Io sono Madame Cristine. Il mio bordello BDSM era il più rinomato di tutta Parigi. Gestivo una scuderia di quaranta ragazze e ragazzi puliti e belli che sapevano soffrire e somministrare sofferenza con classe. Dieci stanze dotate di tutti i marchingegni più interessanti accoglievano i miei clienti 24 ore su 24. Pause pranzo deliziosamente dolorose per dirigenti stressati, casalinghe represse che si sfogavano a scudisciate finendo per farsi scopare dai loro schiavi preferiti. Gli ambienti erano meravigliosi. Potevo offrire una tradizionale sessione di sculacciate piegate sulla cattedra della scuola come anche una segreta medievale dove torturare e punire “vergini” svergognate. Il mio book di mistress, master e slave compariva nei salotti più chic di Parigi e mi facevo pagare di conseguenza.
“Mamma, vado un momento con Mireille a fare shopping. Ti termoregoli tu?”
“Si, Jacotte, vai pure. Smanetto io per la mia salute, non ti preoccupare.”

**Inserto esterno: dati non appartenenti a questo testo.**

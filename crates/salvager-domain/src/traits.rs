//! Trait definitions for external interactions
//!
//! These traits define the boundaries between domain logic and infrastructure.
//! Infrastructure implementations live in other crates.

use std::collections::BTreeMap;
use std::convert::Infallible;

/// Flat persisted form of the checklist: storage key to completed flag
pub type ChecklistEntries = BTreeMap<String, bool>;

/// Trait for persisting checklist state
///
/// The whole map is written on every mutation and read once at startup.
/// Implemented by the infrastructure layer (salvager-store)
pub trait ChecklistStore {
    /// Error type for store operations
    type Error;

    /// Load the saved entries; an empty map when nothing was saved yet
    fn load(&self) -> Result<ChecklistEntries, Self::Error>;

    /// Replace the saved entries
    fn save(&mut self, entries: &ChecklistEntries) -> Result<(), Self::Error>;
}

/// Checklist store that keeps entries in memory only
///
/// Useful for tests and for sessions that should not touch disk.
#[derive(Debug, Clone, Default)]
pub struct MemoryChecklistStore {
    entries: ChecklistEntries,
    saves: usize,
}

impl MemoryChecklistStore {
    /// Create an empty store
    pub fn new() -> Self {
        Self::default()
    }

    /// Create a store pre-seeded with saved entries
    pub fn with_entries(entries: ChecklistEntries) -> Self {
        Self { entries, saves: 0 }
    }

    /// Currently saved entries
    pub fn entries(&self) -> &ChecklistEntries {
        &self.entries
    }

    /// Number of saves performed
    pub fn save_count(&self) -> usize {
        self.saves
    }
}

impl ChecklistStore for MemoryChecklistStore {
    type Error = Infallible;

    fn load(&self) -> Result<ChecklistEntries, Self::Error> {
        Ok(self.entries.clone())
    }

    fn save(&mut self, entries: &ChecklistEntries) -> Result<(), Self::Error> {
        self.entries = entries.clone();
        self.saves += 1;
        Ok(())
    }
}
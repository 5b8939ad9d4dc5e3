//! Checklist command implementation.

use crate::cli::{ChecklistAction, ChecklistArgs};
use crate::error::Result;
use crate::output::Formatter;
use salvager_domain::ChecklistStore;
use salvager_engine::LookupEngine;
use std::fmt::Display;
use std::io::{self, Write};

/// Execute the checklist command.
pub fn execute_checklist<S>(
    args: ChecklistArgs,
    engine: &mut LookupEngine<S>,
    formatter: &Formatter,
) -> Result<()>
where
    S: ChecklistStore,
    S::Error: Display,
{
    match args.action {
        ChecklistAction::List => {
            println!("{}", formatter.format_checklist(engine.checklist())?);
        }
        ChecklistAction::Prune => {
            let removed = engine.prune_stale()?;
            println!(
                "{}",
                formatter.success(&format!("Removed {} stale entr{}", removed, plural(removed)))
            );
        }
        ChecklistAction::Reset { yes } => {
            if !yes && !confirm(engine.checklist().len())? {
                println!("{}", formatter.info("Operation cancelled"));
                return Ok(());
            }
            engine.reset()?;
            println!("{}", formatter.success("Checklist cleared"));
        }
    }

    Ok(())
}

fn plural(n: usize) -> &'static str {
    if n == 1 {
        "y"
    } else {
        "ies"
    }
}

fn confirm(entries: usize) -> Result<bool> {
    print!("About to clear {} checklist entr{}. Continue? [y/N] ", entries, plural(entries));
    io::stdout().flush()?;

    let mut response = String::new();
    io::stdin().read_line(&mut response)?;
    Ok(response.trim().eq_ignore_ascii_case("y"))
}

Che stesse via anche due, tre, millanta momenti. Non sopporto mia figlia Jacotte che si da tutte quelle arie da gran signora grazie al mio conto in banca. È proprio una gran figlia di puttana arrogante. L’unica cosa buona che ha fatto è stato partorire mia nipote Celine, ragazza sveglia e determinata.
Se poi Jacotte sapesse che sotto queste orrende tutine termoregolanti porto sempre il mio bustino preferito in memoria dei vecchi tempi, come minimo mi esporrebbe al sole di mezzogiorno per castigo. Dovessi essere l’ultima decrepita paladina della vanità, io non rinuncerò a questi dettagli.
Che bei tempi quando accoglievo i miei clienti uno per uno, mi informavo sui loro desideri più reconditi per poi esaudirli nei minimi dettagli.
Mi ricordo di un signore che voleva essere rapito e violentato assieme alla moglie da almeno tre uomini ben dotati. Quando hanno lasciato l’appartamento la prima volta tubavano come due piccioncini acciaccati, ma soddisfatti. Adesso la massima perversione è esporre il proprio corpo senza una di quelle malefiche tutine salvavita.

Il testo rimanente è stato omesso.